◆ Task goal ◆
Using the data below, copy every line that contains the word "AccountWriter".

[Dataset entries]
§

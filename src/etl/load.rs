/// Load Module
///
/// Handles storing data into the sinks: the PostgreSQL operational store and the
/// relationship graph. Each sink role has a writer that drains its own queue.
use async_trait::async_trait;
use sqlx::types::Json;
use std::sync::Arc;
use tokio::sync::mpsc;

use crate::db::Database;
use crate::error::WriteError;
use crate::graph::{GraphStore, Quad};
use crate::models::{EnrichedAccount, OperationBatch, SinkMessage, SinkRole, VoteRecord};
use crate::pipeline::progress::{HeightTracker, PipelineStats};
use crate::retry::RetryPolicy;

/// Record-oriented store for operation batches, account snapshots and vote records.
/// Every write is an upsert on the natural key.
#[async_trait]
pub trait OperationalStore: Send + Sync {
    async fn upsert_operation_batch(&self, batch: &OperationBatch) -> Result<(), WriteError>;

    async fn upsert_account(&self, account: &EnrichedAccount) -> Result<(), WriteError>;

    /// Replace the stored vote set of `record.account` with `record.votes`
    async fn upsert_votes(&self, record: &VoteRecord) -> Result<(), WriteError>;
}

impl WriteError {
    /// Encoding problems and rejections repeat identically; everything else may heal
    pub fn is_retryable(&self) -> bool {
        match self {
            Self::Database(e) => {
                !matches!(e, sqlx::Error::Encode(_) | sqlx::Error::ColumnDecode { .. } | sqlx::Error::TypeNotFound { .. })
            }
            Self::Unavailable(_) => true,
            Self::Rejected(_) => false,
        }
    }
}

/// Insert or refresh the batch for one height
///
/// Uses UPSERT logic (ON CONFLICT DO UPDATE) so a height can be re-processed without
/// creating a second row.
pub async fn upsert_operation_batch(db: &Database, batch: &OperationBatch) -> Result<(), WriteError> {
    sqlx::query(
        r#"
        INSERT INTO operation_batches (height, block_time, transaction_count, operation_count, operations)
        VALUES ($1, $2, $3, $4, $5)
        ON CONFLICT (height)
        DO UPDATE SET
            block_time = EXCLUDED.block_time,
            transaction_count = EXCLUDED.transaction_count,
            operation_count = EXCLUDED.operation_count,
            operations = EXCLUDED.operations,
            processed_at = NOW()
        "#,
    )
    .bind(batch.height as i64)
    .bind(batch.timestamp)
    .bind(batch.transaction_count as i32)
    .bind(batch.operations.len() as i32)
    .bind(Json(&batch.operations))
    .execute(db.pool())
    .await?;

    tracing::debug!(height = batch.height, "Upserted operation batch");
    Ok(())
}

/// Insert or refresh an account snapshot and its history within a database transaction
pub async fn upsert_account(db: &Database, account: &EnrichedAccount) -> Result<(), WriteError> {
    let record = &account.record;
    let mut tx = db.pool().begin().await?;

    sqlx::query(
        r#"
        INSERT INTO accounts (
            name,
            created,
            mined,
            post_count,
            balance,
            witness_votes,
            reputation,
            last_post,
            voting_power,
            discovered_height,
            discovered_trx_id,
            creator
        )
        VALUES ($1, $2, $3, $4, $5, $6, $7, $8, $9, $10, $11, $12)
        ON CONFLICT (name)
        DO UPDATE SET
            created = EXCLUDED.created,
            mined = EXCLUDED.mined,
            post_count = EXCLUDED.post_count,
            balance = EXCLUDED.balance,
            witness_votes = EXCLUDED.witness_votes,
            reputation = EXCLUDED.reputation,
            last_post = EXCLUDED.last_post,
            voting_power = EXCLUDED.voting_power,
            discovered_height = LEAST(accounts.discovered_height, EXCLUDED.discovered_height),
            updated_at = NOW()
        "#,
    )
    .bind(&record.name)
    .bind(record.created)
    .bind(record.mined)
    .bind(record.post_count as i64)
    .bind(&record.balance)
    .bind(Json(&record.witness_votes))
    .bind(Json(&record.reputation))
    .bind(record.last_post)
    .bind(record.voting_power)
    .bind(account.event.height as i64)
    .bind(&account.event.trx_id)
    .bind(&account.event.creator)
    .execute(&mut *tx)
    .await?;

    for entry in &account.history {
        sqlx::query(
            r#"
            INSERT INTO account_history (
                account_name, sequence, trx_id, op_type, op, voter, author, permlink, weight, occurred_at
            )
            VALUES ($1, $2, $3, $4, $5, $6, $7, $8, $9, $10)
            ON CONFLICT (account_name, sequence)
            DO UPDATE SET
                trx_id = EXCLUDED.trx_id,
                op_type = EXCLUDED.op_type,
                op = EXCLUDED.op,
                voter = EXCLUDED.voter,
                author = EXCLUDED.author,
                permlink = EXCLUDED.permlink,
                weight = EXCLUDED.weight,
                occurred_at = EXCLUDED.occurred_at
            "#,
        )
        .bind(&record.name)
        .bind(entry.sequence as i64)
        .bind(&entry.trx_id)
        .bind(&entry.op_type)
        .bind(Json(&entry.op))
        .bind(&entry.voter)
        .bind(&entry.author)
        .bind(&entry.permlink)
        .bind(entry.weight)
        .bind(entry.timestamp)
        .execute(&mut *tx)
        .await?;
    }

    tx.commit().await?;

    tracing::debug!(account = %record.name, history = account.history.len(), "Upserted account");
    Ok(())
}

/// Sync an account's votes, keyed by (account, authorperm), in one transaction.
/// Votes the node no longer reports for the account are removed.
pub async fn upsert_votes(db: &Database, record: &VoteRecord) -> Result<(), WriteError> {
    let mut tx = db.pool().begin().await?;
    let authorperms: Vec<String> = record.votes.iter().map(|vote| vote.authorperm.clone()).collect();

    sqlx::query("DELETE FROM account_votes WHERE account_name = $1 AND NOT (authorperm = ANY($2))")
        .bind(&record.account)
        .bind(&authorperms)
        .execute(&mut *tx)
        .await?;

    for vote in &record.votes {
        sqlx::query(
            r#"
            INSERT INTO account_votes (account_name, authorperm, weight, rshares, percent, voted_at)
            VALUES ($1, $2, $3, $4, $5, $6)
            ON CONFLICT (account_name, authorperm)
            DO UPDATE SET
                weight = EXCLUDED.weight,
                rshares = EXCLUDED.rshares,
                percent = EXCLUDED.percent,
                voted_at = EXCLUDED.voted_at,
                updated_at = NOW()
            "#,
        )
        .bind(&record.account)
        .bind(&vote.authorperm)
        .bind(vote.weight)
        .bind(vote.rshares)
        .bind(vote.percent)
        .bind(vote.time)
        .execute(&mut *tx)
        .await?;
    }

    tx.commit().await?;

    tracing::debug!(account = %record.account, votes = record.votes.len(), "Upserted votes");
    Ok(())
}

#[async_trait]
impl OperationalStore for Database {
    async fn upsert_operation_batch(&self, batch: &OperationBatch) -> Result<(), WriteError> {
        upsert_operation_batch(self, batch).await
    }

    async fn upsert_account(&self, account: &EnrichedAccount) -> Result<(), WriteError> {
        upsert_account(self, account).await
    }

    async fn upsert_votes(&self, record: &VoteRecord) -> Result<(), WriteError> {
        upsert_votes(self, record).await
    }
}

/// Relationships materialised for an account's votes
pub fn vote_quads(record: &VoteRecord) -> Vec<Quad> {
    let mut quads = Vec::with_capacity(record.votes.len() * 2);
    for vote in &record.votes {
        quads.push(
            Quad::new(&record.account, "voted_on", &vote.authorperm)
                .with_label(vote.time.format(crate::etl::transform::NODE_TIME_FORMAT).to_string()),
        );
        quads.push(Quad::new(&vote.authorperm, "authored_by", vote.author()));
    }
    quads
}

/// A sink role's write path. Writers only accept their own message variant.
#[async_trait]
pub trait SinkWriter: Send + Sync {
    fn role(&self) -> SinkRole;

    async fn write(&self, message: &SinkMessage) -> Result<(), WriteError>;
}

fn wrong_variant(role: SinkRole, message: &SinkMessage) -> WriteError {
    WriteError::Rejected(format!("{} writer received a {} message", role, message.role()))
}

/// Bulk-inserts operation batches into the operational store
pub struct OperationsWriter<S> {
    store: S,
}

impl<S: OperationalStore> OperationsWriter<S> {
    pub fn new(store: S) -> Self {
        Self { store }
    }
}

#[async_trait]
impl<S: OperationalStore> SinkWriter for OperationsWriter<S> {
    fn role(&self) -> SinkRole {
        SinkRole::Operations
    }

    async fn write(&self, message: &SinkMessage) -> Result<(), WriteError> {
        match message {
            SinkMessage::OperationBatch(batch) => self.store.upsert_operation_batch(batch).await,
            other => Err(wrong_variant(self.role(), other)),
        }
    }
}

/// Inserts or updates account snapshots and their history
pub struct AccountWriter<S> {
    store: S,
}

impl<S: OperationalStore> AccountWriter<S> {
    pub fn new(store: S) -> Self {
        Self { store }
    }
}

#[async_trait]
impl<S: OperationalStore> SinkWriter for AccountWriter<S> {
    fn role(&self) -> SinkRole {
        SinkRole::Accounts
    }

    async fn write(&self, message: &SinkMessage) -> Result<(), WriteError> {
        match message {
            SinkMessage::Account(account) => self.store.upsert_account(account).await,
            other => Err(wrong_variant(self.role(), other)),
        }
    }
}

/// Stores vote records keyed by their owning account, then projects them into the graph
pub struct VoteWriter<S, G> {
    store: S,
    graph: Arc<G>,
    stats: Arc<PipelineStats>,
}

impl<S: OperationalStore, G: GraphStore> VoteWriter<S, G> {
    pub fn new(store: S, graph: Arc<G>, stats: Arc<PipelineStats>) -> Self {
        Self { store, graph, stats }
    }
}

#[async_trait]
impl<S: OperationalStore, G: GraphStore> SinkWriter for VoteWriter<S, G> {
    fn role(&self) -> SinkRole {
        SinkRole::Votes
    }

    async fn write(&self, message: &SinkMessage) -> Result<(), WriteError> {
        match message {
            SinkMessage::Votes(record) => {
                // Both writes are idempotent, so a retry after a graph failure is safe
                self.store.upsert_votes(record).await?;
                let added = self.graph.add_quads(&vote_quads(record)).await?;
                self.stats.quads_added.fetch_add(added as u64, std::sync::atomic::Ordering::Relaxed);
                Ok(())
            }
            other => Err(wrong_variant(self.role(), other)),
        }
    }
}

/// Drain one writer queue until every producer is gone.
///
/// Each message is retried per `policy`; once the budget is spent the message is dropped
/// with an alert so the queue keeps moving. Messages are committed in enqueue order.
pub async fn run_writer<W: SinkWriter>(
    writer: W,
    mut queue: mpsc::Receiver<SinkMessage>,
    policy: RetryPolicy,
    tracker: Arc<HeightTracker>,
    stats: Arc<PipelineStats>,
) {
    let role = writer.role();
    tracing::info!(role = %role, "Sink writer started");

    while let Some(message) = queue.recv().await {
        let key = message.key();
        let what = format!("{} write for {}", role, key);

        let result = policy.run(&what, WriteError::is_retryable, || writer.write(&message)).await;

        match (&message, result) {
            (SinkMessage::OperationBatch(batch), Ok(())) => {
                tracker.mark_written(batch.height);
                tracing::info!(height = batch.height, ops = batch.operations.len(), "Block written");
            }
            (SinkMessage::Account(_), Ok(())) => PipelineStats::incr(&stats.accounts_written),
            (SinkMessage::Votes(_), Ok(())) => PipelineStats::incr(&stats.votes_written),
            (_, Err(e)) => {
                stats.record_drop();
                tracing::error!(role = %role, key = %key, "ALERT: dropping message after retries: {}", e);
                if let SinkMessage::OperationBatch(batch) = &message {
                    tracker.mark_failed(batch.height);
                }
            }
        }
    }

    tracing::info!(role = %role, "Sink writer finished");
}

§

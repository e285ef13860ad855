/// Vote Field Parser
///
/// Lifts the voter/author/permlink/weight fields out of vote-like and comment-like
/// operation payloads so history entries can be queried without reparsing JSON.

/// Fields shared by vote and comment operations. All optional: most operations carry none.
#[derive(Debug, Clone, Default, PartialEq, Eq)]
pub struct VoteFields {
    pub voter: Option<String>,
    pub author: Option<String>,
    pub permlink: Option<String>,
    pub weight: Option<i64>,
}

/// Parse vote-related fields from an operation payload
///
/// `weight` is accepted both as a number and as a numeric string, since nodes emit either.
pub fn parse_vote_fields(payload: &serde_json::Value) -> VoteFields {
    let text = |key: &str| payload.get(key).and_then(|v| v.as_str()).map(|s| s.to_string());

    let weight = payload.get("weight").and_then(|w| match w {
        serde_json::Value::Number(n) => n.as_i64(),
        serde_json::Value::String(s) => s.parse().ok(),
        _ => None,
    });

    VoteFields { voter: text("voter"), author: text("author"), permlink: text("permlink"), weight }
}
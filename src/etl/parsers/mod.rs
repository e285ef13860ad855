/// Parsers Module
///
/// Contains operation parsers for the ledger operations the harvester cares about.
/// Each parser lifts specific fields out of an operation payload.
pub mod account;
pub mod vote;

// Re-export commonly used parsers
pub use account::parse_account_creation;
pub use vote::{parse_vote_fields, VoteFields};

§

◆ Solution to this problem ◆
pub struct AccountWriter<S> {
impl<S: OperationalStore> AccountWriter<S> {
impl<S: OperationalStore> SinkWriter for AccountWriter<S> {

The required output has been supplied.